MATERIALS PROVIDED
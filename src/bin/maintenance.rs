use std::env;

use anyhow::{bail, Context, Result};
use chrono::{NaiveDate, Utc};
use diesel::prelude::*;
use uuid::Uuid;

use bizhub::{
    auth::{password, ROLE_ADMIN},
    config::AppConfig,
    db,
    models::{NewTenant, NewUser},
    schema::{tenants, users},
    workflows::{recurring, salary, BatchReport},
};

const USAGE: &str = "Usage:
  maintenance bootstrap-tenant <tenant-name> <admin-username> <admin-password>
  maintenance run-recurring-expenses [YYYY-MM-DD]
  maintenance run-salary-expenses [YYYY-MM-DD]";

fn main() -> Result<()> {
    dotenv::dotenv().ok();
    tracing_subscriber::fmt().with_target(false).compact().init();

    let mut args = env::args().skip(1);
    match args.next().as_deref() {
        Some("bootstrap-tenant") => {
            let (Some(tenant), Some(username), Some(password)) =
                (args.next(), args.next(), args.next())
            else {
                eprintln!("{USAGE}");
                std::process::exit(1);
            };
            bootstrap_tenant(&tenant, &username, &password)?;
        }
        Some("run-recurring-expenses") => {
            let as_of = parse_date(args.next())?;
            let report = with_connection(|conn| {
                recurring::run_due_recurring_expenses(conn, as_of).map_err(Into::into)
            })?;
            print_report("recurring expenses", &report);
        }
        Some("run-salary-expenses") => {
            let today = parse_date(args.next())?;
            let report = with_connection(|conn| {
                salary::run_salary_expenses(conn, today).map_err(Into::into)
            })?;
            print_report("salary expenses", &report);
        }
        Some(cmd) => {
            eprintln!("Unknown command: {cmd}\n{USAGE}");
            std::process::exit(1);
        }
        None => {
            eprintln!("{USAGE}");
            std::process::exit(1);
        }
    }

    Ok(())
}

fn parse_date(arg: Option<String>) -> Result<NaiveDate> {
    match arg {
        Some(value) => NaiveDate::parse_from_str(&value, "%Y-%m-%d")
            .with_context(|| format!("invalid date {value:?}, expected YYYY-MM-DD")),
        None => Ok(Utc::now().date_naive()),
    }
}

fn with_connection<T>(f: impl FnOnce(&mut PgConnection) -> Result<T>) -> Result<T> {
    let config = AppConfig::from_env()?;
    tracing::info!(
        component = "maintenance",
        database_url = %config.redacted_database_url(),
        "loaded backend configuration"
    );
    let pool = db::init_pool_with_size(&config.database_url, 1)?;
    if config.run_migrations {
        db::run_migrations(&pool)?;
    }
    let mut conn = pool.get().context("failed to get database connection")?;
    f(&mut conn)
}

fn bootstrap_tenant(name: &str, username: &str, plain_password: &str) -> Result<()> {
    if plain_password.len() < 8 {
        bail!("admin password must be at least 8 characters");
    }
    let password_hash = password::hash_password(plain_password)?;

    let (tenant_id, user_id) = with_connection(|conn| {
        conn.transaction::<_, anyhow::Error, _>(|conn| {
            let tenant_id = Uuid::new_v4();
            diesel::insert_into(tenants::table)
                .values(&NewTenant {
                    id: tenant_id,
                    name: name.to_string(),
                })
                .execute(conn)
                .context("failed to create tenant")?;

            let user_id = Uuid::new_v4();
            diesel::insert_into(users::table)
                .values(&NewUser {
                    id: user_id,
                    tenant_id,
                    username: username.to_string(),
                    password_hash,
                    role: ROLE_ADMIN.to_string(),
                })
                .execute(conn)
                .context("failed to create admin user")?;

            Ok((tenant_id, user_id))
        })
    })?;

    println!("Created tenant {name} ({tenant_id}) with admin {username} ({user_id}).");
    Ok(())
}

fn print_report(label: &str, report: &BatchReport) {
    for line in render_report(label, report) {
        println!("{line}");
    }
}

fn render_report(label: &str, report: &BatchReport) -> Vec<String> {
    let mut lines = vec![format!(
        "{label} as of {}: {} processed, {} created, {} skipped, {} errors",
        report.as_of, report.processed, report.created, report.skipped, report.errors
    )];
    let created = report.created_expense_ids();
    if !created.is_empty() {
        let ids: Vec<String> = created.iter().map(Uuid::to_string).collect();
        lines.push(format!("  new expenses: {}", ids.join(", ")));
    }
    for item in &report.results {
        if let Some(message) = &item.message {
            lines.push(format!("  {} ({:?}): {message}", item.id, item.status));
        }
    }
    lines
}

PROBLEM REQUIREMENTS
Anywhere the listing shows the word "label", copy the full line.

RESULT FOR THIS TASK
fn print_report(label: &str, report: &BatchReport) {
    for line in render_report(label, report) {
fn render_report(label: &str, report: &BatchReport) -> Vec<String> {
        "{label} as of {}: {} processed, {} created, {} skipped, {} errors",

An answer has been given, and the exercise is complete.